• PROBLEM STATEMENT: If a line contains "use std::fmt;", it is the last one to write out; begin with the first line of the records and copy each exactly.

:: RECORDS PROVIDED

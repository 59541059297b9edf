//! Sample representations accepted by the mixing path.
//
//  • Five numeric kinds, each available interleaved or planar (ten formats).
//  • The kind decides the accumulator and saturation range used when mixing;
//    the layout decides how channels are addressed inside a frame.

use std::fmt;

/* ─────────────────────────────── ENUMS ─────────────────────────────── */

/// Numeric kind of a single scalar sample.
#[derive(Debug, Clone, Copy, PartialEq, Eq, Hash)]
pub enum SampleKind {
    /// 8-bit unsigned integer, silence at 128.
    U8,
    /// 16-bit signed integer.
    S16,
    /// 32-bit signed integer.
    S32,
    /// 32-bit float, nominal range `[-1.0, 1.0]`.
    F32,
    /// 64-bit float, nominal range `[-1.0, 1.0]`.
    F64,
}

impl fmt::Display for SampleKind {
    fn fmt(&self, f: &mut fmt::Formatter<'_>) -> fmt::Result {
        f.write_str(match self {
            Self::U8 => "u8",
            Self::S16 => "s16",
            Self::S32 => "s32",
            Self::F32 => "f32",
            Self::F64 => "f64",
        })
    }
}

/// PCM sample encoding: numeric kind plus memory layout.
///
/// Interleaved formats store every channel of a sample next to each other in
/// a single plane; the `…P` formats keep one contiguous plane per channel.
#[derive(Debug, Clone, Copy, PartialEq, Eq, Hash)]
pub enum SampleFormat {
    U8,
    U8P,
    S16,
    S16P,
    S32,
    S32P,
    F32,
    F32P,
    F64,
    F64P,
}

impl SampleFormat {
    /// Every supported format, interleaved before planar for each kind.
    pub const ALL: [SampleFormat; 10] = [
        Self::U8,
        Self::U8P,
        Self::S16,
        Self::S16P,
        Self::S32,
        Self::S32P,
        Self::F32,
        Self::F32P,
        Self::F64,
        Self::F64P,
    ];

    /// Numeric kind of the format.
    #[inline]
    pub const fn kind(self) -> SampleKind {
        match self {
            Self::U8 | Self::U8P => SampleKind::U8,
            Self::S16 | Self::S16P => SampleKind::S16,
            Self::S32 | Self::S32P => SampleKind::S32,
            Self::F32 | Self::F32P => SampleKind::F32,
            Self::F64 | Self::F64P => SampleKind::F64,
        }
    }

    /// `true` when every channel lives in its own plane.
    #[inline]
    pub const fn is_planar(self) -> bool {
        matches!(
            self,
            Self::U8P | Self::S16P | Self::S32P | Self::F32P | Self::F64P
        )
    }

    /// Number of planes a frame with `channels` channels uses.
    #[inline]
    pub const fn plane_count(self, channels: usize) -> usize {
        if self.is_planar() { channels } else { 1 }
    }
}

impl fmt::Display for SampleFormat {
    fn fmt(&self, f: &mut fmt::Formatter<'_>) -> fmt::Result {
        if self.is_planar() {
            write!(f, "{}p", self.kind())
        } else {
            write!(f, "{}", self.kind())
        }
    }
}

#[cfg(test)]
mod tests {
    use super::*;

    #[test]
    fn test_every_kind_has_both_layouts() {
        for kind in [
            SampleKind::U8,
            SampleKind::S16,
            SampleKind::S32,
            SampleKind::F32,
            SampleKind::F64,
        ] {
            let layouts: Vec<bool> = SampleFormat::ALL
                .iter()
                .filter(|f| f.kind() == kind)
                .map(|f| f.is_planar())
                .collect();
            assert_eq!(layouts, vec![false, true]);
        }
    }

    #[test]
    fn test_layout_helpers() {
        assert_eq!(SampleFormat::S32P.plane_count(6), 6);
        assert_eq!(SampleFormat::S32.plane_count(6), 1);
        assert_eq!(SampleFormat::F64P.kind(), SampleKind::F64);
        assert_eq!(SampleFormat::U8P.to_string(), "u8p");
    }
}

::::

• RESPONSE TO THIS TASK:
repository 59541059297b9edf
//! Sample representations accepted by the mixing path.
//
//  • Five numeric kinds, each available interleaved or planar (ten formats).
//  • The kind decides the accumulator and saturation range used when mixing;
//    the layout decides how channels are addressed inside a frame.

use std::fmt;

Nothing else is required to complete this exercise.